On December 10, 2022, the arbitral-based lending platform Lodestar Finance was used. According to community reports, Lodestar lost approximately $6.9 million due to the vulnerability.
The hacker manipulated the plvGLP contract's exchange rate before supplying plvGLP collateral to Lodestar and borrowing all available liquidity.
This enabled the exploiter to withdraw "what they could." However, a "collateralization ratio mechanism prevented them from fully cashing out the plvGLP," according to the report.
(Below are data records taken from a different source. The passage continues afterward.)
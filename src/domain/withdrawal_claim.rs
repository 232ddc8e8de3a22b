use crate::domain::{BatchId, UnderlyingAmount};
use near_sdk::borsh::{BorshDeserialize, BorshSerialize};
use near_sdk::AccountId;

/// A single withdrawal request waiting for its batch to be settled.
///
/// `amount` is the underlying value of the burned LST at the published exchange rate when the
/// request was made.
#[derive(BorshSerialize, BorshDeserialize, Debug, Clone, PartialEq)]
#[borsh(crate = "near_sdk::borsh")]
pub struct WithdrawalClaim {
    pub delegator: AccountId,
    pub batch_id: BatchId,
    pub amount: UnderlyingAmount,
}
//! centralizes all error conditions
//!
//! Every error rejects the whole attempted state change. [StakingPoolError::code] returns the
//! stable error code that operator tooling matches on.

use crate::interface::AgentError;
use near_sdk::AccountId;
use thiserror::Error;

#[derive(Error, Debug, Clone, PartialEq, Eq)]
pub enum StakingPoolError {
    #[error("deposit amount must not be zero")]
    ZeroPayment,

    #[error("amount must not be zero")]
    ZeroAmount,

    #[error("LST balance is insufficient to fulfill request: balance={balance} requested={requested}")]
    InsufficientBalance { balance: u128, requested: u128 },

    #[error("minting {minted} LST would exceed the max LST supply: supply={supply} max={max}")]
    MaxSupply { supply: u128, minted: u128, max: u128 },

    #[error("deposit amount exceeds the max deposit: amount={amount} max={max}")]
    MaxDelegation { amount: u128, max: u128 },

    #[error("ledger balance is insufficient: balance={balance} requested={requested}")]
    InsufficientLedgerBalance { balance: u128, requested: u128 },

    #[error("delegation to {agent} would exceed the max delegation per agent: delegated={delegated} max={max}")]
    MaxDelegationExceeded {
        agent: AccountId,
        delegated: u128,
        max: u128,
    },

    #[error("pending delegation is insufficient: available={available} requested={requested}")]
    InsufficientPendingDelegation { available: u128, requested: u128 },

    #[error("invalid state: {0}")]
    InvalidState(&'static str),

    #[error("there is no pending delegation request")]
    NoPendingRequest,

    #[error("there is nothing to net")]
    NothingToNet,

    #[error("there is nothing to claim")]
    NothingToClaim,

    #[error("ledger must not hold any funds or delegations in order to be removed")]
    LedgerNotEmpty,

    #[error("operation is only permitted while the pool is in liquidation")]
    NotInLiquidation,

    #[error("{caller} is not authorized to perform the operation")]
    NotAuthorized { caller: AccountId },

    #[error("ledger does not exist at index {0}")]
    InvalidLedger(usize),

    #[error("invalid config: {0}")]
    InvalidConfig(&'static str),

    #[error("percent must be between 0 and 100: {0}")]
    InvalidPercent(u8),

    #[error("direct transfers into the pool are rejected")]
    DirectTransferRejected,

    #[error("queue entry #{ticket} could not be processed after {attempts} attempts")]
    UndelegationStalled { ticket: u64, attempts: u32 },

    #[error("staking agent call failed: {0}")]
    StakingAgent(#[from] AgentError),

    #[error("arithmetic overflow")]
    ArithmeticOverflow,

    #[error("ILLEGAL STATE : {0}")]
    InvariantViolated(&'static str),
}

impl StakingPoolError {
    pub fn code(&self) -> &'static str {
        use StakingPoolError::*;
        match self {
            ZeroPayment => "ZERO_PAYMENT",
            ZeroAmount => "ZERO_AMOUNT",
            InsufficientBalance { .. } => "INSUFFICIENT_BALANCE",
            MaxSupply { .. } => "MAX_SUPPLY",
            MaxDelegation { .. } => "MAX_DELEGATION",
            InsufficientLedgerBalance { .. } => "INSUFFICIENT_LEDGER_BALANCE",
            MaxDelegationExceeded { .. } => "MAX_DELEGATION_EXCEEDED",
            InsufficientPendingDelegation { .. } => "INSUFFICIENT_PENDING_DELEGATION",
            InvalidState(_) => "INVALID_STATE",
            NoPendingRequest => "NO_PENDING_REQUEST",
            NothingToNet => "NOTHING_TO_NET",
            NothingToClaim => "NOTHING_TO_CLAIM",
            LedgerNotEmpty => "LEDGER_NOT_EMPTY",
            NotInLiquidation => "NOT_IN_LIQUIDATION",
            NotAuthorized { .. } => "NOT_AUTHORIZED",
            InvalidLedger(_) => "INVALID_LEDGER",
            InvalidConfig(_) => "INVALID_CONFIG",
            InvalidPercent(_) => "INVALID_PERCENT",
            DirectTransferRejected => "DIRECT_TRANSFER_REJECTED",
            UndelegationStalled { .. } => "UNDELEGATION_STALLED",
            StakingAgent(_) => "STAKING_AGENT_FAILURE",
            ArithmeticOverflow => "ARITHMETIC_OVERFLOW",
            InvariantViolated(_) => "INVARIANT_VIOLATED",
        }
    }
}

pub mod illegal_state {
    pub const PENDING_REQUEST_EXISTS: &str =
        "a delegation request is already pending for the ledger and agent";

    pub const DELEGATION_EXISTS: &str =
        "ledger already delegates to the agent - use bond more instead";

    pub const DELEGATION_DOES_NOT_EXIST: &str = "ledger does not delegate to the agent";

    pub const REQUEST_OWNED_BY_WITHDRAWAL: &str =
        "pending request was issued on behalf of a withdrawal batch";

    pub const LEDGER_HAS_PENDING_REQUESTS: &str =
        "ledger funds are locked while delegation requests are pending";

    pub const BATCH_SHOULD_EXIST: &str = "withdrawal batch should exist";

    pub const LEDGER_SHOULD_EXIST: &str = "ledger referenced by a queue entry should exist";

    pub const UNDELEGATION_EXCEEDS_PENDING: &str = "amount exceeds the pending undelegation";

    pub const LST_NOT_BACKED: &str = "outstanding LST is not backed by any underlying";

    pub const WITHDRAWAL_WINDOW_EXCEEDED: &str =
        "amount exceeds what the withdrawal batches within the iteration limit can absorb";
}

pub mod invariants {
    pub const UNDERLYING_BALANCE: &str =
        "underlying balance != pending delegation + queued delegation + withdrawal reserve + to claim";

    pub const TO_CLAIM: &str = "to claim != sum of delegator claims";

    pub const PENDING_UNDELEGATION: &str =
        "pending undelegation != sum of unassigned withdrawal batch amounts";

    pub const QUEUED_DELEGATION: &str = "queued delegation != sum of delegation queue entries";

    pub const IN_UNDELEGATION: &str = "in undelegation != sum of undistributed withdrawal claims";
}
#[cfg(test)]
mod test {
    use super::*;
    use crate::interface::{ConfigUpdate, Operator, PendingRequest, StakingService};
    use crate::test_utils::*;
    use near_sdk::json_types::{U128, U64};

    /// alice deposits `deposit` and the operator moves `funded` into a new ledger
    fn pool_with_ledger(deposit: u128, funded: u128) -> (TestPool, usize) {
        let mut pool = new_pool();
        pool.deposit(&alice(), deposit.into()).unwrap();
        let index = pool.add_ledger(&operator()).unwrap();
        pool.deposit_to_ledger(&operator(), index, funded.into())
            .unwrap();
        (pool, index)
    }

    #[test]
    fn ledger_funds() {
        let (mut pool, index) = pool_with_ledger(100, 60);
        assert_eq!(pool.pending_delegation(), U128(40));
        assert_eq!(pool.ledger(index).unwrap().balance, U128(60));
        assert_eq!(pool.underlying_balance(), UnderlyingAmount(40));
        pool.audit().unwrap();

        let err = pool
            .deposit_to_ledger(&operator(), index, 41.into())
            .unwrap_err();
        assert_eq!(err.code(), "INSUFFICIENT_PENDING_DELEGATION");
        let err = pool
            .withdraw_from_ledger(&operator(), index, 61.into())
            .unwrap_err();
        assert_eq!(err.code(), "INSUFFICIENT_LEDGER_BALANCE");

        pool.withdraw_from_ledger(&operator(), index, 20.into())
            .unwrap();
        assert_eq!(pool.pending_delegation(), U128(60));
        assert_eq!(pool.ledger(index).unwrap().balance, U128(40));
        assert_eq!(pool.balances().ledger_balances, U128(40));
        pool.audit().unwrap();
    }

    /// Given 3 ledgers
    /// When the ledger at index 1 is removed
    /// Then the last ledger moves into index 1
    #[test]
    fn remove_ledger_moves_last_ledger() {
        let mut pool = new_pool();
        pool.deposit(&alice(), 100.into()).unwrap();
        for _ in 0..3 {
            pool.add_ledger(&operator()).unwrap();
        }
        pool.deposit_to_ledger(&operator(), 0, 10.into()).unwrap();

        assert_eq!(
            pool.remove_ledger(&operator(), 0).unwrap_err(),
            StakingPoolError::LedgerNotEmpty
        );
        assert_eq!(
            pool.remove_ledger(&operator(), 3).unwrap_err(),
            StakingPoolError::InvalidLedger(3)
        );

        pool.remove_ledger(&operator(), 1).unwrap();
        let ids: Vec<U64> = pool.ledgers().into_iter().map(|ledger| ledger.id).collect();
        assert_eq!(ids, vec![U64(1), U64(3)]);
        assert_eq!(pool.ledger(1).unwrap().index, 1);

        // ledger IDs are never reused
        assert_eq!(pool.add_ledger(&operator()).unwrap(), 2);
        assert_eq!(pool.ledger(2).unwrap().id, U64(4));
    }

    /// Given a ledger whose whole balance is delegated
    /// When the ledger is removed
    /// Then it is rejected although the ledger balance is zero
    /// And the ledger can be removed once the delegation is revoked and its funds withdrawn
    #[test]
    fn delegating_ledger_cannot_be_removed() {
        let (mut pool, index) = pool_with_ledger(100, 60);
        pool.delegate(&operator(), index, &collator(), 60.into(), None)
            .unwrap();
        assert_eq!(pool.ledger(index).unwrap().balance, U128(0));

        assert_eq!(
            pool.remove_ledger(&operator(), index).unwrap_err(),
            StakingPoolError::LedgerNotEmpty
        );
        assert_eq!(pool.ledgers().len(), 1);

        pool.schedule_revoke(&operator(), index, &collator()).unwrap();
        // the pending request keeps the ledger in place
        assert_eq!(
            pool.remove_ledger(&operator(), index).unwrap_err(),
            StakingPoolError::LedgerNotEmpty
        );
        pool.agent_mut().advance_past_delay();
        pool.execute_request(&operator(), index, &collator())
            .unwrap();
        pool.withdraw_from_ledger(&operator(), index, 60.into())
            .unwrap();
        pool.remove_ledger(&operator(), index).unwrap();
        assert!(pool.ledgers().is_empty());
        pool.audit().unwrap();
    }

    #[test]
    fn queued_ledger_cannot_be_removed() {
        let mut pool = new_pool();
        pool.deposit(&alice(), 100.into()).unwrap();
        let index = pool.add_ledger(&operator()).unwrap();
        pool.enqueue_delegation(&operator(), index, &collator(), 10.into())
            .unwrap();
        assert_eq!(
            pool.remove_ledger(&operator(), index).unwrap_err(),
            StakingPoolError::LedgerNotEmpty
        );
    }

    #[test]
    fn delegate() {
        let (mut pool, index) = pool_with_ledger(100, 60);
        let err = pool
            .delegate(&operator(), index, &collator(), 61.into(), None)
            .unwrap_err();
        assert_eq!(err.code(), "INSUFFICIENT_LEDGER_BALANCE");

        let auto_compound = Percent::try_from(50u8).unwrap();
        pool.delegate(&operator(), index, &collator(), 40.into(), Some(auto_compound))
            .unwrap();
        assert_eq!(pool.agent().delegation_amount(1, &collator()), 40);
        assert_eq!(pool.agent().auto_compound(1, &collator()), 50);
        let ledger = pool.ledger(index).unwrap();
        assert_eq!(ledger.balance, U128(20));
        assert_eq!(ledger.delegations[0].amount, U128(40));

        let err = pool
            .delegate(&operator(), index, &collator(), 10.into(), None)
            .unwrap_err();
        assert_eq!(err.code(), "INVALID_STATE");

        pool.bond_more(&operator(), index, &collator(), 20.into())
            .unwrap();
        assert_eq!(pool.agent().delegation_amount(1, &collator()), 60);
        assert_eq!(pool.ledger(index).unwrap().balance, U128(0));
        assert_eq!(pool.balances().ledger_delegations, U128(60));
        pool.audit().unwrap();
    }

    /// Given an agent that already holds delegations from another ledger
    /// When a delegation would push the agent over the max delegation per agent
    /// Then it fails with MAX_DELEGATION_EXCEEDED and no agent call is made
    #[test]
    fn delegation_per_agent_is_capped_across_ledgers() {
        let mut pool = new_pool();
        pool.update_config(
            &operator(),
            ConfigUpdate {
                max_delegation_per_agent: Some(U128(50)),
                ..ConfigUpdate::default()
            },
        )
        .unwrap();
        pool.deposit(&alice(), 100.into()).unwrap();
        for _ in 0..2 {
            let index = pool.add_ledger(&operator()).unwrap();
            pool.deposit_to_ledger(&operator(), index, 30.into())
                .unwrap();
        }
        pool.delegate(&operator(), 0, &collator(), 30.into(), None)
            .unwrap();
        let call_count = pool.agent().call_count();

        let err = pool
            .delegate(&operator(), 1, &collator(), 30.into(), None)
            .unwrap_err();
        assert_eq!(
            err,
            StakingPoolError::MaxDelegationExceeded {
                agent: collator(),
                delegated: 60,
                max: 50
            }
        );
        assert_eq!(pool.agent().call_count(), call_count);
        assert_eq!(pool.ledger(1).unwrap().balance, U128(30));
        pool.delegate(&operator(), 1, &collator(), 20.into(), None)
            .unwrap();
    }

    #[test]
    fn agent_failure_leaves_ledger_unchanged() {
        let (mut pool, index) = pool_with_ledger(100, 60);
        pool.agent_mut().fail_next_calls(1);
        let err = pool
            .delegate(&operator(), index, &collator(), 40.into(), None)
            .unwrap_err();
        assert_eq!(err.code(), "STAKING_AGENT_FAILURE");
        let ledger = pool.ledger(index).unwrap();
        assert_eq!(ledger.balance, U128(60));
        assert!(ledger.delegations.is_empty());
    }

    #[test]
    fn operator_bond_less() {
        let (mut pool, index) = pool_with_ledger(100, 60);
        pool.delegate(&operator(), index, &collator(), 60.into(), None)
            .unwrap();
        assert_eq!(
            pool.cancel_request(&operator(), index, &collator())
                .unwrap_err(),
            StakingPoolError::NoPendingRequest
        );

        pool.schedule_bond_less(&operator(), index, &collator(), 10.into())
            .unwrap();
        assert_eq!(
            pool.ledger(index).unwrap().delegations[0].pending_request,
            Some(PendingRequest::BondLess {
                amount: U128(10),
                batch_id: None
            })
        );
        let err = pool
            .schedule_revoke(&operator(), index, &collator())
            .unwrap_err();
        assert_eq!(err.code(), "INVALID_STATE");
        let err = pool
            .withdraw_from_ledger(&operator(), index, 1.into())
            .unwrap_err();
        assert_eq!(err.code(), "INVALID_STATE");

        // the agent's delay has not yet elapsed
        let err = pool
            .execute_request(&operator(), index, &collator())
            .unwrap_err();
        assert_eq!(err.code(), "STAKING_AGENT_FAILURE");

        pool.cancel_request(&operator(), index, &collator()).unwrap();
        assert!(pool.ledger(index).unwrap().delegations[0]
            .pending_request
            .is_none());

        pool.schedule_bond_less(&operator(), index, &collator(), 10.into())
            .unwrap();
        pool.agent_mut().advance_past_delay();
        assert_eq!(
            pool.execute_request(&operator(), index, &collator())
                .unwrap(),
            UnderlyingAmount(10)
        );
        let ledger = pool.ledger(index).unwrap();
        assert_eq!(ledger.balance, U128(10));
        assert_eq!(ledger.delegations[0].amount, U128(50));
        pool.audit().unwrap();
    }

    #[test]
    fn operator_revoke() {
        let (mut pool, index) = pool_with_ledger(100, 60);
        pool.delegate(&operator(), index, &collator(), 60.into(), None)
            .unwrap();
        pool.agent_mut().reward(1, &collator(), 5);
        pool.schedule_revoke(&operator(), index, &collator()).unwrap();
        pool.agent_mut().advance_past_delay();

        assert_eq!(
            pool.execute_request(&operator(), index, &collator())
                .unwrap(),
            UnderlyingAmount(65)
        );
        let ledger = pool.ledger(index).unwrap();
        assert_eq!(ledger.balance, U128(65));
        assert!(ledger.delegations.is_empty());
    }

    /// Given a ledger with a pending request
    /// When the pool is in liquidation
    /// Then the ledger balance can be withdrawn regardless of the pending request
    #[test]
    fn withdraw_in_liquidation() {
        let (mut pool, index) = pool_with_ledger(100, 60);
        pool.delegate(&operator(), index, &collator(), 30.into(), None)
            .unwrap();
        pool.schedule_bond_less(&operator(), index, &collator(), 10.into())
            .unwrap();

        assert_eq!(
            pool.withdraw_from_ledger_in_liquidation(&operator(), index, 30.into())
                .unwrap_err(),
            StakingPoolError::NotInLiquidation
        );

        pool.activate_in_liquidation(&operator()).unwrap();
        pool.withdraw_from_ledger_in_liquidation(&operator(), index, 30.into())
            .unwrap();
        assert_eq!(pool.ledger(index).unwrap().balance, U128(0));
        assert_eq!(pool.pending_delegation(), U128(70));
        pool.audit().unwrap();
    }
}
Lodestar's total value locked (TVL) was reduced from nearly $7 million to $11.06. Lodestar (LODE), the project's native cryptocurrency, has lost 53% of its value against the US dollar.
Polynomial Protocol was exploited due to optimism's deposit contract flaw.
Polynomial Protocol exploits a flaw in optimism's deposit contract.
The attacker deployed a contract to batch-steal USDC.
Attack Contract Address:
0xf682e302f16c9509ffa133029ccf6de55f4e29a8
The issue stems from the
swapAndDeposit()
function, which has no input restrictions.Anyone with an address can enter it and maliciously construct swapData to steal contract-approved tokens.
NimbusPlatform suffered a loss of 278BNB due to contract vulnerability
The NimbusPlatform project on the BSC chain was targeted, and the attacker profited by approximately 278 BNB.
The main reason for this attack is that the calculation of rewards only depends on the number of tokens in the pool, which allows flash loans to be manipulated, resulting in more rewards than expected.
ElasticSwap project on $AVAX has exploited for ~$850K.
The abuse of two accounting systems was the root cause of the price manipulation attack.
Its calculation methods for adding and removing liquidity from contracts needed more consistency. The added liquidity is calculated using a constant K value algorithm, whereas the removed liquidity is calculated using the balance of two tokens in the current pool.
The attacker first adds liquidity to the TIC-USDC pool by transferring a certain amount of $USDC.e, after which the amount of USDC.e to be transferred to the attacker is multiplied by the number of LP tokens. Finally, the attacker drains liquidity to profit.